OpenTreeOfLife / taxomachine

taxonomy graphdb
Other
7 stars 4 forks source link

Show appropriate score when matching synonyms #61

Closed josephwb closed 10 years ago

josephwb commented 10 years ago

As it stands, the reported score of a query synonym name is calculated against the valid taxon name, not the synonym name in the DB. An example we are working with is "Sarcophaga jonesi", which is a synonym for "Fletcherimyia jonesi". When querying a typo of the synonym, "Sarcophaga jonesii", the following is returned (pruned here):

curl -X POST http://devapi.opentreeoflife.org/taxomachine/v1/contextQueryForNames -H "content-type:application/json" -d '{"queryString":"Sarcophaga jonesii","contextName":"All life"}' 
{
  "governing_code" : "undefined",
  "unambiguous_name_ids" : [ ],
  "unmatched_name_ids" : [ ],
  "matched_name_ids" : [ "Sarcophaga jonesii" ],
  "context" : "All life",
  "includes_deprecated_ids" : false,
  "includes_dubious_names" : false,
  "includes_approximate_matches" : true,
  "taxonomy" : {
    "author" : "open tree of life project",
    "weburl" : "https://github.com/OpenTreeOfLife/opentree/wiki/Open-Tree-Taxonomy",
    "source" : "ott2.8"
  },
  "results" : [ {
    "id" : "Sarcophaga jonesii",
    "matches" : [ {
      "is_deprecated" : false,
      "dubious_name" : false,
      "flags" : [ ],
      "is_perfect_match" : false,
      "search_string" : "sarcophaga jonesii",
      "score" : 0.3333333333333333,
      "is_approximate_match" : true,
      "matched_ott_id" : 4370895,
      "matched_node_id" : 1774980,
      "rank" : "",
      "matched_name" : "Fletcherimyia jonesi",
      "unique_name" : "Fletcherimyia jonesi",
      "nomenclature_code" : "ICZN",
      "synonym_or_homonym_status" : "uncertain"
    }, {
      "is_deprecated" : false,
      "dubious_name" : false,
      "flags" : [ "SIBLING_HIGHER" ],
      "is_perfect_match" : false,
      "search_string" : "sarcophaga jonesii",
      "score" : 0.7647058823529411,
      "is_approximate_match" : true,
      "matched_ott_id" : 4370699,
      "matched_node_id" : 1777240,
      "rank" : "",
      "matched_name" : "Sarcophaga jamesi",
      "unique_name" : "Sarcophaga jamesi",
      "nomenclature_code" : "ICZN",
      "synonym_or_homonym_status" : "uncertain"
    }, {...(etc.)

The typo query "Sarcophaga jonesii" has a Levenshtein distance of 1 from the synonym "Sarcophaga jonesi", which is probably what the reported score should be based upon, not the Levenshtein distance of 12 between the query "Sarcophaga jonesii" and the valid taxon "Fletcherimyia jonesi".

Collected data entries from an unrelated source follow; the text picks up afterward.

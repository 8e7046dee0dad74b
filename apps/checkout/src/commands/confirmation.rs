//! # Confirmation Commands
//!
//! Builds the WhatsApp handoff for a placed order and schedules the
//! automatic redirect.
//!
//! ## Success Page
//! ```text
//! ┌─────────────────────────────────────────────────────────────────────────┐
//! │  Order placed!                                 ORD-1718000000000        │
//! │                                                                         │
//! │  Redirecting to WhatsApp in 5 seconds...   ◄── detailed link (auto)     │
//! │                                                                         │
//! │  [ Send Details via WhatsApp ]             ◄── short link (manual)      │
//! └─────────────────────────────────────────────────────────────────────────┘
//! ```

use reqwest::Url;
use serde::Serialize;
use storefront_core::{handoff, OrderConfirmation};
use tracing::debug;

use crate::error::ApiError;
use crate::services::HandoffRedirect;
use crate::state::CheckoutConfig;

const WHATSAPP_BASE: &str = "https://wa.me";

/// Deep links shown on the success page.
#[derive(Debug, Clone, PartialEq, Eq, Serialize)]
#[serde(rename_all = "camelCase")]
pub struct HandoffLinks {
    /// Full order details, opened by the automatic redirect.
    pub detailed: String,

    /// Name and total only, behind the manual button.
    pub short: String,
}

/// `https://wa.me/{number}?text={message}` with the message percent-encoded.
///
/// Spaces are encoded as `%20`, not `+`, so the text survives apps that do
/// not treat `+` as a space.
pub fn whatsapp_link(number: &str, message: &str) -> Result<String, ApiError> {
    let mut url = Url::parse_with_params(&format!("{}/{}", WHATSAPP_BASE, number), [("text", message)])
        .map_err(|e| ApiError::internal(format!("Invalid WhatsApp link: {}", e)))?;

    let query = url.query().map(|q| q.replace('+', "%20"));
    url.set_query(query.as_deref());

    Ok(url.into())
}

/// Builds both handoff links for a placed order.
pub fn handoff_links(
    config: &CheckoutConfig,
    order: &OrderConfirmation,
) -> Result<HandoffLinks, ApiError> {
    debug!(order_id = %order.order_id, "handoff_links command");

    Ok(HandoffLinks {
        detailed: whatsapp_link(
            &config.whatsapp_number,
            &handoff::detailed_message(&config.store_name, order),
        )?,
        short: whatsapp_link(
            &config.whatsapp_number,
            &handoff::short_message(&config.store_name, order),
        )?,
    })
}

/// Schedules the automatic redirect to the detailed link.
///
/// The returned handle must be kept alive by the success view; dropping it
/// cancels the redirect.
pub fn schedule_handoff<F>(config: &CheckoutConfig, links: &HandoffLinks, open: F) -> HandoffRedirect
where
    F: FnOnce(String) + Send + 'static,
{
    HandoffRedirect::schedule(config.redirect_delay, links.detailed.clone(), open)
}
//! # Domain Types
//!
//! Core domain types used throughout the storefront checkout.
//!
//! ## Type Hierarchy
//! ```text
//! ┌─────────────────────────────────────────────────────────────────────────┐
//! │                         Domain Types                                    │
//! │                                                                         │
//! │  ┌──────────────────────┐   ┌─────────────────┐   ┌─────────────────┐   │
//! │  │      Product         │   │    LineItem     │   │ PaymentMethod   │   │
//! │  │  ──────────────────  │   │  ─────────────  │   │  ─────────────  │   │
//! │  │  id                  │◄──│  product        │   │  OnlineGateway  │   │
//! │  │  name, image         │   │  weight         │   │  CashOnDelivery │   │
//! │  │  price_per_weight    │   │  quantity 1..99 │   └─────────────────┘   │
//! │  └──────────────────────┘   └─────────────────┘                         │
//! │                                                                         │
//! │  ┌─────────────────┐   ┌──────────────────────────────────────────┐     │
//! │  │   Percentage    │   │  CustomerProfile ──► Vec<SavedAddress>   │     │
//! │  │  bps (u32)      │   │  (pre-fills the checkout form)           │     │
//! │  │  1000 = 10%     │   └──────────────────────────────────────────┘     │
//! │  └─────────────────┘                                                    │
//! └─────────────────────────────────────────────────────────────────────────┘
//! ```
//!
//! ## Weight Variants
//! Pickles are sold by jar weight. A weight variant is the gram count as a
//! string key ("250", "500", "1000") into the product's price map, exactly
//! as the catalog publishes it.

use std::collections::BTreeMap;

use serde::{Deserialize, Serialize};
use ts_rs::TS;

use crate::money::Money;

// =============================================================================
// Percentage
// =============================================================================

/// A rate represented in basis points (bps).
///
/// Used for both the tax rate and coupon discounts.
///
/// ## Why Basis Points?
/// 1 basis point = 0.01% = 1/10000
/// 1000 bps = 10% (the ADH10 coupon)
#[derive(Debug, Clone, Copy, PartialEq, Eq, PartialOrd, Ord, Serialize, Deserialize, TS)]
#[ts(export)]
pub struct Percentage(u32);

impl Percentage {
    /// Creates a rate from basis points.
    #[inline]
    pub const fn from_bps(bps: u32) -> Self {
        Percentage(bps)
    }

    /// Creates a rate from a percentage (for configuration input).
    ///
    /// ```rust
    /// use storefront_core::types::Percentage;
    ///
    /// assert_eq!(Percentage::from_percentage(8.25).bps(), 825);
    /// ```
    pub fn from_percentage(pct: f64) -> Self {
        Percentage((pct * 100.0).round() as u32)
    }

    /// Returns the rate in basis points.
    #[inline]
    pub const fn bps(&self) -> u32 {
        self.0
    }

    /// Returns the rate as a percentage (for display only).
    #[inline]
    pub fn percentage(&self) -> f64 {
        self.0 as f64 / 100.0
    }

    #[inline]
    pub const fn zero() -> Self {
        Percentage(0)
    }

    #[inline]
    pub const fn is_zero(&self) -> bool {
        self.0 == 0
    }
}

impl Default for Percentage {
    fn default() -> Self {
        Percentage::zero()
    }
}

// =============================================================================
// Product
// =============================================================================

/// A catalog product as the storefront sees it.
#[derive(Debug, Clone, PartialEq, Serialize, Deserialize, TS)]
#[serde(rename_all = "camelCase")]
#[ts(export)]
pub struct Product {
    /// Catalog identifier.
    pub id: String,

    /// Display name shown in the order summary and messages.
    pub name: String,

    /// Image URL for the order summary thumbnail.
    pub image: String,

    /// Unit price per weight variant (grams → price).
    pub price_per_weight: BTreeMap<String, Money>,
}

impl Product {
    /// Looks up the unit price for a weight variant.
    #[inline]
    pub fn unit_price(&self, weight: &str) -> Option<Money> {
        self.price_per_weight.get(weight).copied()
    }
}

// =============================================================================
// Line Item
// =============================================================================

/// A product in a chosen weight variant, with a quantity.
///
/// ## Identity
/// Two line items are "the same line" when product id AND weight match.
/// The same pickle in 250g and 500g jars is two lines.
#[derive(Debug, Clone, PartialEq, Serialize, Deserialize, TS)]
#[serde(rename_all = "camelCase")]
#[ts(export)]
pub struct LineItem {
    pub product: Product,

    /// Weight variant key into `product.price_per_weight`.
    pub weight: String,

    /// Quantity, 1..=99.
    pub quantity: u32,
}

impl LineItem {
    pub fn new(product: Product, weight: impl Into<String>, quantity: u32) -> Self {
        LineItem {
            product,
            weight: weight.into(),
            quantity,
        }
    }

    /// Whether this line is the (product id, weight) pair given.
    #[inline]
    pub fn is_line(&self, product_id: &str, weight: &str) -> bool {
        self.product.id == product_id && self.weight == weight
    }

    /// Whether the product publishes a price for this weight variant.
    #[inline]
    pub fn is_priced(&self) -> bool {
        self.product.unit_price(&self.weight).is_some()
    }

    /// Unit price for the chosen weight variant.
    ///
    /// A weight variant missing from the price map is priced at zero.
    /// Callers that care can check [`LineItem::is_priced`].
    #[inline]
    pub fn unit_price(&self) -> Money {
        self.product.unit_price(&self.weight).unwrap_or_default()
    }

    /// Unit price × quantity.
    #[inline]
    pub fn line_total(&self) -> Money {
        self.unit_price() * self.quantity
    }
}

// =============================================================================
// Payment Method
// =============================================================================

/// How the customer pays for the order.
///
/// Wire names (`razorpay`, `cod`) match what the storefront form submits and
/// what the email backend expects.
#[derive(Debug, Clone, Copy, PartialEq, Eq, Default, Serialize, Deserialize, TS)]
#[ts(export)]
pub enum PaymentMethod {
    /// Online payment through the hosted gateway.
    #[serde(rename = "razorpay")]
    OnlineGateway,

    /// Cash on delivery (the form's default).
    #[default]
    #[serde(rename = "cod")]
    CashOnDelivery,
}

impl PaymentMethod {
    /// Parses the form value. Anything else is not a payment method.
    pub fn from_form_value(value: &str) -> Option<Self> {
        match value {
            "razorpay" => Some(PaymentMethod::OnlineGateway),
            "cod" => Some(PaymentMethod::CashOnDelivery),
            _ => None,
        }
    }

    /// Human label used in confirmations and handoff messages.
    pub const fn label(&self) -> &'static str {
        match self {
            PaymentMethod::OnlineGateway => "Online Payment (Razorpay)",
            PaymentMethod::CashOnDelivery => "Cash on Delivery",
        }
    }
}

// =============================================================================
// Customer Profile
// =============================================================================

/// An address the signed-in customer saved on an earlier order.
#[derive(Debug, Clone, PartialEq, Default, Serialize, Deserialize, TS)]
#[serde(rename_all = "camelCase", default)]
#[ts(export)]
pub struct SavedAddress {
    pub id: String,
    pub full_name: String,
    pub address: String,
    pub city: String,
    pub state: String,
    pub postal_code: String,
    pub phone_number: String,
}

/// What the identity provider tells us about the signed-in customer.
///
/// Only used to pre-fill the checkout form.
#[derive(Debug, Clone, PartialEq, Default, Serialize, Deserialize, TS)]
#[serde(rename_all = "camelCase", default)]
#[ts(export)]
pub struct CustomerProfile {
    pub full_name: String,
    pub email: String,
    pub saved_addresses: Vec<SavedAddress>,
}

impl CustomerProfile {
    pub fn saved_address(&self, id: &str) -> Option<&SavedAddress> {
        self.saved_addresses.iter().find(|a| a.id == id)
    }
}

// =============================================================================
// Unit Tests
// =============================================================================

chinchliff commented 10 years ago

This should be working on devapi (ot10)

curl -X POST http://devapi.opentreeoflife.org/taxomachine/v1/contextQueryForNames -H "content-type:application/json" -d '{"queryString":"Sarcophaga jonesii","contextName":"All life"}'

[clipped]
{
      "is_deprecated" : false,
      "dubious_name" : false,
      "is_synonym" : true,
      "flags" : [ ],
      "search_string" : "sarcophaga jonesii",
      "score" : 0.8823529411764706,
      "is_approximate_match" : true,
      "ot:ottId" : 4370895,
      "matched_node_id" : 1774980,
      "rank" : "",
      "matched_name" : "Sarcophaga jonesi",
      "unique_name" : "Fletcherimyia jonesi",
      "nomenclature_code" : "ICZN",
      "ot:ottTaxonName" : "Fletcherimyia jonesi"
    }
[clipped]